A neurologist posted an article about T and this is what he said. He said if you walk into a room and you hear an AC running, you forget about it and go about your business until someone brings it to your attention and then you hear the AC again. Your brain DOES NOT detect the AC sound as a threat. When you initially get T, your brain detects it as a threat which puts your body in the flight or fright syndrome which causes high level of stress and anxiety which then makes the T very loud. It becomes a cycle.

He said you have to train your brain to know that T is not a threat, it won't kill you. Once you can come to those terms and also using something like Xanax (which has saved my life), you can start working on training your brain to know it's an aggravating sound but try and listen to pleasant sounds to drown it out. Eventually you push to the back of your brain.

I still to this day after 2 months of having it get scared. But do you want to know how I tone it down?
Did you hear the article of the girl (Amy Copeland)that went zip lining and the zip line broke and she ended up falling into some lake and cutting her calf on the zip line? She went to the hospital and got 22 staples in her calf. When she got home she started feeling sick and went back to the ER. They gave her heavy narcotics and sent her home. Then she got even sicker and went back to the ER. Well a doctor recognized that it wasn't flu or an infection but what she had was the FLESH EATING DISEASE.

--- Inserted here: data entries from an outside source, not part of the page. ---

//! Core Connect Four game logic: board, players, win detection, the turn
//! scheduler and the controller that ties them together.

mod board;
mod controller;
mod player;
mod schedule;
mod win;

pub use board::{Board, Cell, DEFAULT_COLS, DEFAULT_ROWS};
pub use controller::{
    Celebration, GameController, GameStatus, NoCelebration, Snapshot, DEFAULT_COMPUTER_DELAY,
};
pub use player::Player;
pub use schedule::{ScheduledMove, Scheduler, SessionId};
pub use win::{find_winning_line, Axis, WinningLine, CONNECT};
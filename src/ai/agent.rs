use crate::game::{Board, Player};

/// Something that can pick a column for a player.
pub trait Agent {
    /// Select a column to play for `player` on `board`.
    ///
    /// The board must have at least one legal column. The board is left as
    /// it was found.
    fn select_action(&mut self, board: &Board, player: Player) -> usize;

    /// Return the agent's display name.
    fn name(&self) -> &str;
}
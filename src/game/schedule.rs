use std::time::{Duration, Instant};

/// Identity of one game between resets.
#[derive(Debug, Clone, Copy, PartialEq, Eq, Hash, PartialOrd, Ord, Default)]
pub struct SessionId(u64);

impl SessionId {
    pub fn next(self) -> SessionId {
        SessionId(self.0.wrapping_add(1))
    }
}

/// A computer move waiting for its delay to elapse.
#[derive(Debug, Clone, Copy, PartialEq, Eq)]
pub struct ScheduledMove {
    session: SessionId,
    due: Instant,
}

impl ScheduledMove {
    pub fn session(&self) -> SessionId {
        self.session
    }

    pub fn due(&self) -> Instant {
        self.due
    }

    pub fn is_due(&self, now: Instant) -> bool {
        now >= self.due
    }

    pub fn remaining(&self, now: Instant) -> Duration {
        self.due.saturating_duration_since(now)
    }
}

/// Holds at most one pending computer move.
#[derive(Debug, Clone)]
pub struct Scheduler {
    delay: Duration,
    pending: Option<ScheduledMove>,
}

impl Scheduler {
    pub fn new(delay: Duration) -> Self {
        Scheduler {
            delay,
            pending: None,
        }
    }

    pub fn delay(&self) -> Duration {
        self.delay
    }

    pub fn pending(&self) -> Option<&ScheduledMove> {
        self.pending.as_ref()
    }

    /// Schedule a move for `session`, replacing anything already pending.
    pub fn schedule(&mut self, session: SessionId, now: Instant) -> ScheduledMove {
        let scheduled = ScheduledMove {
            session,
            due: now + self.delay,
        };
        self.pending = Some(scheduled);
        scheduled
    }

    pub fn cancel(&mut self) -> Option<ScheduledMove> {
        self.pending.take()
    }

    /// Take the pending move if it is due. A due move scheduled for another
    /// session is discarded rather than returned.
    pub fn take_due(&mut self, session: SessionId, now: Instant) -> Option<ScheduledMove> {
        if !self.pending.is_some_and(|p| p.is_due(now)) {
            return None;
        }
        let scheduled = self.pending.take()?;
        if scheduled.session != session {
            tracing::debug!(
                stale = scheduled.session.0,
                current = session.0,
                "dropping computer move from a previous game"
            );
            return None;
        }
        Some(scheduled)
    }
}
use std::io;
use std::path::PathBuf;

use anyhow::{Context, Result};
use clap::Parser;
use connect_four::config::AppConfig;
use connect_four::logging;
use connect_four::ui::App;
use crossterm::{
    execute,
    terminal::{disable_raw_mode, enable_raw_mode, EnterAlternateScreen, LeaveAlternateScreen},
};
use ratatui::{backend::CrosstermBackend, Terminal};

/// Play Connect Four against the computer.
#[derive(Parser)]
#[command(name = "connect_four", about = "Play Connect Four against the computer")]
struct Cli {
    /// Path to TOML configuration file
    #[arg(long, default_value = "connect_four.toml")]
    config: PathBuf,

    /// Override board height
    #[arg(long)]
    rows: Option<usize>,

    /// Override board width
    #[arg(long)]
    cols: Option<usize>,

    /// Override the computer's reply delay in milliseconds
    #[arg(long)]
    delay_ms: Option<u64>,

    /// Print the default configuration as TOML and exit
    #[arg(long)]
    print_default_config: bool,
}

fn main() -> Result<()> {
    let cli = Cli::parse();

    if cli.print_default_config {
        print!("{}", AppConfig::default_toml());
        return Ok(());
    }

    let mut config = AppConfig::load_or_default(&cli.config)
        .with_context(|| format!("loading config from {}", cli.config.display()))?;

    // Apply CLI overrides
    if let Some(rows) = cli.rows {
        config.board.rows = rows;
    }
    if let Some(cols) = cli.cols {
        config.board.cols = cols;
    }
    if let Some(delay_ms) = cli.delay_ms {
        config.computer.delay_ms = delay_ms;
    }
    config.validate().context("invalid command-line override")?;

    logging::init(&config.log).context("setting up logging")?;
    tracing::info!(
        rows = config.board.rows,
        cols = config.board.cols,
        delay_ms = config.computer.delay_ms,
        "starting"
    );

    run(&config).context("terminal error")
}

fn run(config: &AppConfig) -> io::Result<()> {
    // Setup terminal
    enable_raw_mode()?;
    let mut stdout = io::stdout();
    execute!(stdout, EnterAlternateScreen)?;
    let backend = CrosstermBackend::new(stdout);
    let mut terminal = Terminal::new(backend)?;

    let mut app = App::new(config);
    let res = app.run(&mut terminal);

    // Restore terminal, even on error
    let _ = disable_raw_mode();
    let _ = execute!(terminal.backend_mut(), LeaveAlternateScreen);
    let _ = terminal.show_cursor();

    res
}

She was and still is a beautiful young girl going to graduate school and by the time she left the hospital, she lost both of her arms, both of her legs and part of her torso. (She even left the hospital when released "smiling") Flesh eating disease usually attacks limbs. So I think to myself, this girl would LOVE to change places with someone who is complaining about a sound in their ears/head. This helps me when I get scared of the T to refocus and think to myself, thank God you have arms to put ear buds in your ears, thank God that even though you have T, you can still hear birds chirp, rain, etc. And thank God you can run outside to mask the T with outside sounds. You can google her story for inspiration for yourself like it did for me. Just type in Amy Copeland-Flesh Eating Disease. This just happened a few months ago.

My story is long, but it's because I want to really help you like everyone here is doing for me.

Julia:)
 
Thank you Julia. Feeling rubbish today about T even though it's not loud.. just 'buzzy' (weird how it can make me feel worse sometimes when it's not as loud as it usually is). Still feel rubbish but now feel guilty for feeling like this. Oh dear! Your posting does put things in perspective though.